On 03.09.21 21:14, Peter Xu wrote:
On Fri, Sep 03, 2021 at 12:07:20PM +0200, David Hildenbrand wrote:
On 03.09.21 10:47, David Hildenbrand wrote:
On 03.09.21 00:32, Peter Xu wrote:
On Thu, Sep 02, 2021 at 03:14:30PM +0200, David Hildenbrand wrote:
diff --git a/migration/migration.c b/migration/migration.c
index bb909781b7..ae97c2c461 100644
--- a/migration/migration.c
+++ b/migration/migration.c
@@ -391,7 +391,7 @@ int
migrate_send_rp_message_req_pages(MigrationIncomingState *mis,
int migrate_send_rp_req_pages(MigrationIncomingState *mis,
RAMBlock *rb, ram_addr_t start, uint64_t
haddr)
{
- void *aligned = (void *)(uintptr_t)(haddr & (-qemu_ram_pagesize(rb)));
+ void *aligned = (void *)QEMU_ALIGN_DOWN(haddr, qemu_ram_pagesize(rb));
Is uintptr_t still needed? I thought it would generate a warning otherwise but
not sure.
It doesn't in my setup, but maybe it will on 32bit archs ...
I discussed this with Phil in
https://lkml.kernel.org/r/2c8d80ad-f171-7d5f-3235-92f02fa17...@redhat.com
Maybe
QEMU_ALIGN_PTR_DOWN((void *)haddr, qemu_ram_pagesize(rb)));
Is really what we want.
... but it would suffer the same issue I think. I just ran it trough the
gitlab pipeline, including "i386-fedora-cross-compile" ... and it seems to
compile just fine, which is weird, because I'd also expect
"warning: cast to pointer from integer of different size
[-Wint-to-pointer-cast]"
We most certainly need the "(void *)(uintptr_t)" to convert from u64 to a
pointer.
Let's just do it cleanly:
void *unaligned = (void *)(uintptr_t)haddr;
void *aligned = QEMU_ALIGN_PTR_DOWN(unaligned, qemu_ram_pagesize(rb));
Thoughts?
---8<---
$ cat a.c
#include <stdio.h>
#include <time.h>
#include <assert.h>
#define ROUND_DOWN(n, d) ((n) & -(0 ? (n) : (d)))

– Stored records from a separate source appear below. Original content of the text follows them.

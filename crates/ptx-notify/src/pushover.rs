//! Pushover-backed notification sink.

use std::fmt;
use std::time::Duration;

use chrono::Utc;
use serde::Deserialize;
use tracing::debug;

use crate::{DispatchError, NotificationPayload, NotificationSink, Receipt};

pub const PUSHOVER_API_URL: &str = "https://api.pushover.net";

const REQUEST_TIMEOUT: Duration = Duration::from_secs(30);

/// Application token and recipient are read by the caller and passed in; never logged.
#[derive(Clone)]
pub struct PushoverSink {
    http: reqwest::Client,
    base_url: String,
    app_token: String,
    user_key: String,
    device: Option<String>,
}

impl fmt::Debug for PushoverSink {
    fn fmt(&self, f: &mut fmt::Formatter<'_>) -> fmt::Result {
        f.debug_struct("PushoverSink")
            .field("base_url", &self.base_url)
            .field("app_token", &"<REDACTED>")
            .field("user_key", &"<REDACTED>")
            .field("device", &self.device)
            .finish()
    }
}

impl PushoverSink {
    pub fn new(app_token: impl Into<String>, user_key: impl Into<String>) -> Self {
        Self::new_with_base_url(app_token, user_key, PUSHOVER_API_URL)
    }

    pub fn new_with_base_url(
        app_token: impl Into<String>,
        user_key: impl Into<String>,
        base_url: impl Into<String>,
    ) -> Self {
        let http = reqwest::Client::builder()
            .timeout(REQUEST_TIMEOUT)
            .build()
            .unwrap_or_else(|_| reqwest::Client::new());
        Self {
            http,
            base_url: base_url.into().trim_end_matches('/').to_string(),
            app_token: app_token.into(),
            user_key: user_key.into(),
            device: None,
        }
    }

    /// Deliver to one named device of the recipient instead of all of them.
    pub fn with_device(mut self, device: Option<String>) -> Self {
        self.device = device;
        self
    }

    fn messages_url(&self) -> String {
        format!("{}/1/messages.json", self.base_url)
    }

    fn form(&self, payload: &NotificationPayload) -> Vec<(&'static str, String)> {
        let mut form: Vec<(&'static str, String)> = vec![
            ("token", self.app_token.clone()),
            ("user", self.user_key.clone()),
            ("title", payload.title.clone()),
            ("message", payload.body.clone()),
            ("timestamp", Utc::now().timestamp().to_string()),
        ];
        if let Some(link) = &payload.link {
            form.push(("url", link.url.clone()));
            form.push(("url_title", link.title.clone()));
        }
        if let Some(sound) = &payload.sound {
            form.push(("sound", sound.clone()));
        }
        if let Some(retry) = payload.retry {
            form.push(("retry", retry.as_secs().to_string()));
        }
        if let Some(device) = &self.device {
            form.push(("device", device.clone()));
        }
        form
    }
}

#[derive(Debug, Deserialize)]
struct PushoverResponse {
    #[serde(default)]
    status: i64,
    #[serde(default)]
    request: String,
    #[serde(default)]
    errors: Vec<String>,
}

#[async_trait::async_trait]
impl NotificationSink for PushoverSink {
    fn sink_name(&self) -> &'static str {
        "pushover"
    }

    async fn send(&self, payload: &NotificationPayload) -> Result<Receipt, DispatchError> {
        debug!(
            chars = payload.body.chars().count(),
            device = self.device.as_deref().unwrap_or("all"),
            "posting pushover message"
        );
        let resp = self
            .http
            .post(self.messages_url())
            .form(&self.form(payload))
            .send()
            .await
            .map_err(|e| DispatchError::Transport(e.to_string()))?;

        let status = resp.status();
        let body = resp
            .text()
            .await
            .map_err(|e| DispatchError::Transport(format!("reading response body failed: {e}")))?;

        let parsed: PushoverResponse = match serde_json::from_str(&body) {
            Ok(parsed) => parsed,
            Err(_) if !status.is_success() => {
                return Err(DispatchError::Rejected {
                    status: status.as_u16(),
                    errors: Vec::new(),
                })
            }
            Err(e) => return Err(DispatchError::Decode(e.to_string())),
        };

        if !status.is_success() || parsed.status != 1 {
            return Err(DispatchError::Rejected {
                status: status.as_u16(),
                errors: parsed.errors,
            });
        }

        Ok(Receipt {
            request_id: parsed.request,
        })
    }
}
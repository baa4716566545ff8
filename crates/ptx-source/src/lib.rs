//! ptx-source
//!
//! Submission source boundary: the [`SubmissionSource`] trait and the pretalx
//! REST client behind it.
//!
//! This crate fetches and parses one page of submissions. It does **not**
//! diff, store or notify; the daemon hands the result to `ptx-reconcile`.

use std::fmt;
use std::time::Duration;

use ptx_reconcile::{parse_submissions_json, ParseError, Submission};
use reqwest::header::{ACCEPT, AUTHORIZATION};
use tracing::info;

/// Single bounded page; pagination beyond it is not attempted.
pub const PAGE_LIMIT: usize = 1000;

const REQUEST_TIMEOUT: Duration = Duration::from_secs(60);

// ---------------------------------------------------------------------------
// Error type
// ---------------------------------------------------------------------------

/// Errors a [`SubmissionSource`] may return. Any of them aborts the cycle.
#[derive(Debug, Clone)]
pub enum SourceError {
    /// Network or transport failure, including reading the body.
    Transport(String),
    /// The source answered with a non-success HTTP status.
    Status { status: u16, message: String },
    /// The body was not a valid submissions page.
    Parse(ParseError),
}

impl SourceError {
    /// `true` for failures reaching the source (as opposed to reading its answer).
    pub fn is_fetch(&self) -> bool {
        matches!(self, SourceError::Transport(_) | SourceError::Status { .. })
    }
}

impl fmt::Display for SourceError {
    fn fmt(&self, f: &mut fmt::Formatter<'_>) -> fmt::Result {
        match self {
            SourceError::Transport(msg) => write!(f, "request to pretalx failed: {msg}"),
            SourceError::Status { status, message } => {
                write!(f, "pretalx http error status={status}: {message}")
            }
            SourceError::Parse(err) => write!(f, "un-marshalling response failed: {err}"),
        }
    }
}

impl std::error::Error for SourceError {
    fn source(&self) -> Option<&(dyn std::error::Error + 'static)> {
        match self {
            SourceError::Parse(err) => Some(err),
            _ => None,
        }
    }
}

impl From<ParseError> for SourceError {
    fn from(err: ParseError) -> Self {
        SourceError::Parse(err)
    }
}

// ---------------------------------------------------------------------------
// Source trait
// ---------------------------------------------------------------------------

/// Upstream submission source contract.
///
/// Object-safe so the daemon can hold a `Box<dyn SubmissionSource>`.
#[async_trait::async_trait]
pub trait SubmissionSource: Send + Sync {
    /// Human-readable name identifying this source (e.g. `"pretalx"`).
    fn source_name(&self) -> &'static str;

    /// Fetch the current submissions in source order.
    async fn fetch_all(&self) -> Result<Vec<Submission>, SourceError>;
}

// ---------------------------------------------------------------------------
// pretalx
// ---------------------------------------------------------------------------

/// pretalx-backed submission source.
///
/// `base_url` is the event API root, e.g. `https://pretalx.com/api/events/demo`.
/// The token is read by the caller and passed in; it is never logged.
#[derive(Clone)]
pub struct PretalxSource {
    http: reqwest::Client,
    base_url: String,
    token: String,
    limit: usize,
}

impl fmt::Debug for PretalxSource {
    fn fmt(&self, f: &mut fmt::Formatter<'_>) -> fmt::Result {
        f.debug_struct("PretalxSource")
            .field("base_url", &self.base_url)
            .field("token", &"<REDACTED>")
            .field("limit", &self.limit)
            .finish()
    }
}

impl PretalxSource {
    pub fn new(base_url: impl Into<String>, token: impl Into<String>) -> Self {
        let http = reqwest::Client::builder()
            .timeout(REQUEST_TIMEOUT)
            .build()
            .unwrap_or_else(|_| reqwest::Client::new());
        Self::with_client(http, base_url, token)
    }

    pub fn with_client(
        http: reqwest::Client,
        base_url: impl Into<String>,
        token: impl Into<String>,
    ) -> Self {
        Self {
            http,
            base_url: base_url.into().trim_end_matches('/').to_string(),
            token: token.into(),
            limit: PAGE_LIMIT,
        }
    }

    pub fn base_url(&self) -> &str {
        &self.base_url
    }

    fn submissions_url(&self) -> String {
        format!("{}/submissions", self.base_url)
    }
}

#[async_trait::async_trait]
impl SubmissionSource for PretalxSource {
    fn source_name(&self) -> &'static str {
        "pretalx"
    }

    async fn fetch_all(&self) -> Result<Vec<Submission>, SourceError> {
        let url = self.submissions_url();
        let limit = self.limit.to_string();
        info!(url = %url, limit = self.limit, "requesting submissions");

        let resp = self
            .http
            .get(&url)
            .query(&[("limit", limit.as_str())])
            .header(ACCEPT, "application/json")
            .header(AUTHORIZATION, format!("Token {}", self.token))
            .send()
            .await
            .map_err(|e| SourceError::Transport(e.to_string()))?;

        let status = resp.status();
        let body = resp
            .text()
            .await
            .map_err(|e| SourceError::Transport(format!("reading response body failed: {e}")))?;

        if !status.is_success() {
            return Err(SourceError::Status {
                status: status.as_u16(),
                message: truncate_for_log(&body),
            });
        }

        Ok(parse_submissions_json(&body)?)
    }
}

fn truncate_for_log(body: &str) -> String {
    const MAX: usize = 200;
    let trimmed = body.trim();
    if trimmed.chars().count() <= MAX {
        trimmed.to_string()
    } else {
        let head: String = trimmed.chars().take(MAX).collect();
        format!("{head}...")
    }
}

// -----------------
// Tests (no network)
// -----------------

#[cfg(test)]
mod tests {
    use super::*;

    #[test]
    fn base_url_trailing_slash_trimmed() {
        let src = PretalxSource::new("https://pretalx.example/api/events/demo/", "t");
        assert_eq!(
            src.submissions_url(),
            "https://pretalx.example/api/events/demo/submissions"
        );
    }

    #[test]
    fn debug_redacts_token() {
        let src = PretalxSource::new("https://pretalx.example/api/events/demo", "s3cr3t");
        let dbg = format!("{src:?}");
        assert!(!dbg.contains("s3cr3t"));
        assert!(dbg.contains("<REDACTED>"));
    }

    #[test]
    fn source_error_classification() {
        assert!(SourceError::Transport("refused".into()).is_fetch());
        assert!(SourceError::Status {
            status: 401,
            message: String::new()
        }
        .is_fetch());
        assert!(!SourceError::Parse(ParseError::Malformed("x".into())).is_fetch());
    }

    #[test]
    fn source_error_display_status() {
        let err = SourceError::Status {
            status: 403,
            message: "forbidden".into(),
        };
        assert_eq!(err.to_string(), "pretalx http error status=403: forbidden");
    }

    #[test]
    fn long_bodies_are_cut_for_logs() {
        let body = "x".repeat(500);
        assert_eq!(truncate_for_log(&body).chars().count(), 203);
    }
}
use std::collections::BTreeSet;

use serde_json::Value;

use crate::{
    FieldChange, KnownSubmissions, ReportMode, Speaker, Submission, SubmissionEvent, TypeLabel,
};

fn push_if_differs(diffs: &mut Vec<FieldChange>, field: &str, old: &str, new: &str) {
    if old != new {
        diffs.push(FieldChange::new(field, old, new));
    }
}

fn render_type_label(label: &TypeLabel) -> String {
    if label.secondary.is_empty() {
        label.primary.clone()
    } else {
        format!("{} / {}", label.primary, label.secondary)
    }
}

fn render_speaker_names(speakers: &[Speaker]) -> String {
    speakers
        .iter()
        .map(|s| format!("{} ({})", s.name, s.code))
        .collect::<Vec<_>>()
        .join(", ")
}

fn render_speaker_bios(speakers: &[Speaker]) -> String {
    speakers
        .iter()
        .map(|s| format!("{}: {}", s.name, s.biography))
        .collect::<Vec<_>>()
        .join(" | ")
}

/// Strings render bare, null/absent as empty, everything else as compact JSON.
fn render_value(value: Option<&Value>) -> String {
    match value {
        None | Some(Value::Null) => String::new(),
        Some(Value::String(s)) => s.clone(),
        Some(other) => other.to_string(),
    }
}

/// Field-by-field comparison in fixed schema order, opaque keys last (by key).
///
/// Empty result iff `previous == current` (ignoring `code`, which is the identity).
pub fn diff_submissions(previous: &Submission, current: &Submission) -> Vec<FieldChange> {
    let mut diffs: Vec<FieldChange> = Vec::new();

    push_if_differs(&mut diffs, "title", &previous.title, &current.title);

    if previous.submission_type != current.submission_type {
        diffs.push(FieldChange::new(
            "submission_type",
            render_type_label(&previous.submission_type),
            render_type_label(&current.submission_type),
        ));
    }

    push_if_differs(&mut diffs, "state", &previous.state, &current.state);
    push_if_differs(
        &mut diffs,
        "abstract",
        &previous.abstract_text,
        &current.abstract_text,
    );
    push_if_differs(
        &mut diffs,
        "description",
        &previous.description,
        &current.description,
    );
    push_if_differs(&mut diffs, "duration", &previous.duration, &current.duration);
    push_if_differs(
        &mut diffs,
        "content_locale",
        &previous.content_locale,
        &current.content_locale,
    );

    if previous.do_not_record != current.do_not_record {
        diffs.push(FieldChange::new(
            "do_not_record",
            previous.do_not_record.to_string(),
            current.do_not_record.to_string(),
        ));
    }

    if previous.speakers != current.speakers {
        let old_names = render_speaker_names(&previous.speakers);
        let new_names = render_speaker_names(&current.speakers);
        let old_bios = render_speaker_bios(&previous.speakers);
        let new_bios = render_speaker_bios(&current.speakers);
        push_if_differs(&mut diffs, "speakers", &old_names, &new_names);
        // Bios only matter when the roster itself is unchanged.
        if old_names == new_names {
            diffs.push(FieldChange::new("speaker_biographies", old_bios, new_bios));
        }
    }

    let keys: BTreeSet<&String> = previous.extra.keys().chain(current.extra.keys()).collect();
    for key in keys {
        let old = previous.extra.get(key);
        let new = current.extra.get(key);
        if old != new {
            diffs.push(FieldChange::new(
                key.as_str(),
                render_value(old),
                render_value(new),
            ));
        }
    }

    diffs
}

/// Classify `fresh` against `store` and advance the store.
///
/// Iterates in fetch order:
/// - unknown code => `New`, inserted;
/// - known code, `NewAndChanged`, any field differs => `Changed`, overwritten;
/// - known code otherwise => nothing, store untouched.
///
/// Codes missing from `fresh` are left in the store; deletions are not reported.
pub fn reconcile<I>(
    store: &mut KnownSubmissions,
    fresh: I,
    mode: ReportMode,
) -> Vec<SubmissionEvent>
where
    I: IntoIterator<Item = Submission>,
{
    let mut events: Vec<SubmissionEvent> = Vec::new();

    for submission in fresh {
        let Some(known) = store.get(&submission.code) else {
            store.put(submission.code.clone(), submission.clone());
            events.push(SubmissionEvent::New { submission });
            continue;
        };

        if !mode.detects_changes() || *known == submission {
            continue;
        }

        let diff = diff_submissions(known, &submission);
        let previous = known.clone();
        store.put(submission.code.clone(), submission.clone());
        events.push(SubmissionEvent::Changed {
            previous,
            current: submission,
            diff,
        });
    }

    events
}

#[cfg(test)]
mod tests {
    use super::*;
    use serde_json::json;

    fn talk(code: &str, title: &str) -> Submission {
        Submission::new(code, title, TypeLabel::new("Talk", "Vortrag"))
    }

    #[test]
    fn identical_submissions_have_no_diff() {
        assert!(diff_submissions(&talk("A", "X"), &talk("A", "X")).is_empty());
    }

    #[test]
    fn title_change_is_reported() {
        let diff = diff_submissions(&talk("A", "X"), &talk("A", "X2"));
        assert_eq!(diff, vec![FieldChange::new("title", "X", "X2")]);
    }

    #[test]
    fn diff_follows_schema_order() {
        let old = talk("A", "X");
        let mut new = talk("A", "Y");
        new.state = "accepted".to_string();
        new.duration = "45".to_string();
        new.do_not_record = true;
        let fields: Vec<String> = diff_submissions(&old, &new)
            .into_iter()
            .map(|d| d.field)
            .collect();
        assert_eq!(fields, vec!["title", "state", "duration", "do_not_record"]);
    }

    #[test]
    fn secondary_label_change_is_visible() {
        let old = talk("A", "X");
        let mut new = talk("A", "X");
        new.submission_type.secondary = "Kurzvortrag".to_string();
        let diff = diff_submissions(&old, &new);
        assert_eq!(
            diff,
            vec![FieldChange::new(
                "submission_type",
                "Talk / Vortrag",
                "Talk / Kurzvortrag"
            )]
        );
    }

    #[test]
    fn speaker_roster_change() {
        let mut old = talk("A", "X");
        old.speakers.push(Speaker {
            code: "S1".into(),
            name: "Ada".into(),
            biography: String::new(),
        });
        let mut new = old.clone();
        new.speakers.push(Speaker {
            code: "S2".into(),
            name: "Grace".into(),
            biography: String::new(),
        });
        let diff = diff_submissions(&old, &new);
        assert_eq!(diff.len(), 1);
        assert_eq!(diff[0].field, "speakers");
        assert_eq!(diff[0].new, "Ada (S1), Grace (S2)");
    }

    #[test]
    fn speaker_biography_only_change() {
        let mut old = talk("A", "X");
        old.speakers.push(Speaker {
            code: "S1".into(),
            name: "Ada".into(),
            biography: "old".into(),
        });
        let mut new = old.clone();
        new.speakers[0].biography = "new".into();
        let diff = diff_submissions(&old, &new);
        assert_eq!(
            diff,
            vec![FieldChange::new("speaker_biographies", "Ada: old", "Ada: new")]
        );
    }

    #[test]
    fn opaque_fields_diff_by_key() {
        let mut old = talk("A", "X");
        old.extra.insert("answers".into(), json!([]));
        old.extra.insert("notes".into(), json!("n"));
        let mut new = talk("A", "X");
        new.extra.insert("answers".into(), json!([{"id": 1}]));
        new.extra.insert("zeta".into(), json!("added"));
        let diff = diff_submissions(&old, &new);
        assert_eq!(
            diff,
            vec![
                FieldChange::new("answers", "[]", r#"[{"id":1}]"#),
                FieldChange::new("notes", "n", ""),
                FieldChange::new("zeta", "", "added"),
            ]
        );
    }

    #[test]
    fn reconcile_empty_store_reports_all_new_in_order() {
        let mut store = KnownSubmissions::new();
        let events = reconcile(
            &mut store,
            vec![talk("B", "b"), talk("A", "a")],
            ReportMode::NewAndChanged,
        );
        let codes: Vec<&str> = events.iter().map(|e| e.code()).collect();
        assert_eq!(codes, vec!["B", "A"]);
        assert!(events.iter().all(|e| e.is_new()));
        assert_eq!(store.len(), 2);
    }

    #[test]
    fn reconcile_new_only_skips_changes_and_leaves_store() {
        let mut store = KnownSubmissions::new();
        store.seed(vec![talk("A", "X")]);
        let events = reconcile(&mut store, vec![talk("A", "X2")], ReportMode::NewOnly);
        assert!(events.is_empty());
        assert_eq!(store.get("A").unwrap().title, "X");
    }
}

#define QEMU_ALIGN_DOWN(n, m) ((n) / (m) * (m))
unsigned long getns(void)
{
struct timespec tp;
clock_gettime(CLOCK_MONOTONIC, &tp);
return tp.tv_sec * 1000000000 + tp.tv_nsec;
}
void main(void)
{
int i;
unsigned long start, end, v1 = 0x1234567890, v2 = 0x1000;
start = getns();
for (i = 0; i < 1000000; i++) {
v1 = ROUND_DOWN(v1, v2);
}
end = getns();
printf("ROUND_DOWN took: \t%ld (us)\n", (end - start) / 1000);
start = getns();
for (i = 0; i < 1000000; i++) {
v1 = QEMU_ALIGN_DOWN(v1, v2);
}
end = getns();
printf("QEMU_ALIGN_DOWN took: \t%ld (us)\n", (end - start) / 1000);
}
$ make a
$ ./a
ROUND_DOWN took: 1445 (us)
QEMU_ALIGN_DOWN took: 9684 (us)
---8<---
So it's ~5 times slower here on the laptop, even if not very stable. Agree
it's not a big deal. :)
Same results for me, especially even if I turn v1 and v2 into global volatiles,
make sure the results won't get optimized out and compile with -03.
It's just that since we know it's still faster, I then second:
(uinptr_t)ROUND_DOWN(...);
Well okay then,
void *aligned = (void *)(uintptr_t)ROUND_DOWN(haddr, qemu_ram_pagesize(rb));
fits precisely into a single line :)
--
Thanks,
David / dhildenb